Task item:
For every line in the material below that holds "info", report the line.
..........
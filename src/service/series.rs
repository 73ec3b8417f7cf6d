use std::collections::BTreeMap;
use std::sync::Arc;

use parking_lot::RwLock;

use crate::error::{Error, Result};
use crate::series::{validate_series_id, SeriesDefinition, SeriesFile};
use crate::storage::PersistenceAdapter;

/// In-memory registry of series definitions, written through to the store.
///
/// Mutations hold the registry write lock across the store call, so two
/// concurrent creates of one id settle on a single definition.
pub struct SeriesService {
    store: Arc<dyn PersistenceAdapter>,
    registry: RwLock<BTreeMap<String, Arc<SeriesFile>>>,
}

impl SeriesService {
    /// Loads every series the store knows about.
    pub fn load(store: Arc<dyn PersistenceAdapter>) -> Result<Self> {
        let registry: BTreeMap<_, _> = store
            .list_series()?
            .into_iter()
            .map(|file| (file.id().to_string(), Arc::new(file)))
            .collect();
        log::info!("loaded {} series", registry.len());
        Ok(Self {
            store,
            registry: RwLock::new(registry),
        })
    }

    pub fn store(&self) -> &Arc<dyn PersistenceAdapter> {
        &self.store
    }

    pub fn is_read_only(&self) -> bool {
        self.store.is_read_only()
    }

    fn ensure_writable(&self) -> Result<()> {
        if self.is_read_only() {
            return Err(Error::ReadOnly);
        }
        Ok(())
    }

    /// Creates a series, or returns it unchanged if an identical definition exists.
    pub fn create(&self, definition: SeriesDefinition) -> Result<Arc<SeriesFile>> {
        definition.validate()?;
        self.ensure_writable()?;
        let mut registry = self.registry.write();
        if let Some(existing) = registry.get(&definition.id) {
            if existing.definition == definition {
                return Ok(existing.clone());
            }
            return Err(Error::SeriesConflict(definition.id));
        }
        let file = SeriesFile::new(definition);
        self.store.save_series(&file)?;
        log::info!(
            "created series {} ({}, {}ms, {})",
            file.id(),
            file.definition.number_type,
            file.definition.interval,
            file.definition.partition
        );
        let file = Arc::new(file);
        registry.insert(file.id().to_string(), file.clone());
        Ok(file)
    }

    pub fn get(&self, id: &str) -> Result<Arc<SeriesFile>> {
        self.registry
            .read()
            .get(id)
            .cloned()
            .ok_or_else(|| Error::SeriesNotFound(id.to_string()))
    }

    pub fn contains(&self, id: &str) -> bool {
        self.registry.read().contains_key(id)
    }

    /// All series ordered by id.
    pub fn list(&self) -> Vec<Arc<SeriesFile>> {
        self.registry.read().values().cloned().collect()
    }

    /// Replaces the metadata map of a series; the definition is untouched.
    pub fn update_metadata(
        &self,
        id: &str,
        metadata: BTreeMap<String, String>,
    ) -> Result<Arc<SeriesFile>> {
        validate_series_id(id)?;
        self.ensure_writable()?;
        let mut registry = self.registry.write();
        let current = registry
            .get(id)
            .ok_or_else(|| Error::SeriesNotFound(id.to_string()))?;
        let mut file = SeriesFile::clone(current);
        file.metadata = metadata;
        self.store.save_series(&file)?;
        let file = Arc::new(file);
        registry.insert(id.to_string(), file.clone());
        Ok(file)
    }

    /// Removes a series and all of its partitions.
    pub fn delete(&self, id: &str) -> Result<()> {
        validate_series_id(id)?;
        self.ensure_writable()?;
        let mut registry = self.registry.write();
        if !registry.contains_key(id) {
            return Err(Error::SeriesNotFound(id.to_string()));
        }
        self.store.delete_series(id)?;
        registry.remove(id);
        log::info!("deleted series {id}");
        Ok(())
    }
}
..........
Final answer:
        log::info!("loaded {} series", registry.len());
        log::info!(
        log::info!("deleted series {id}");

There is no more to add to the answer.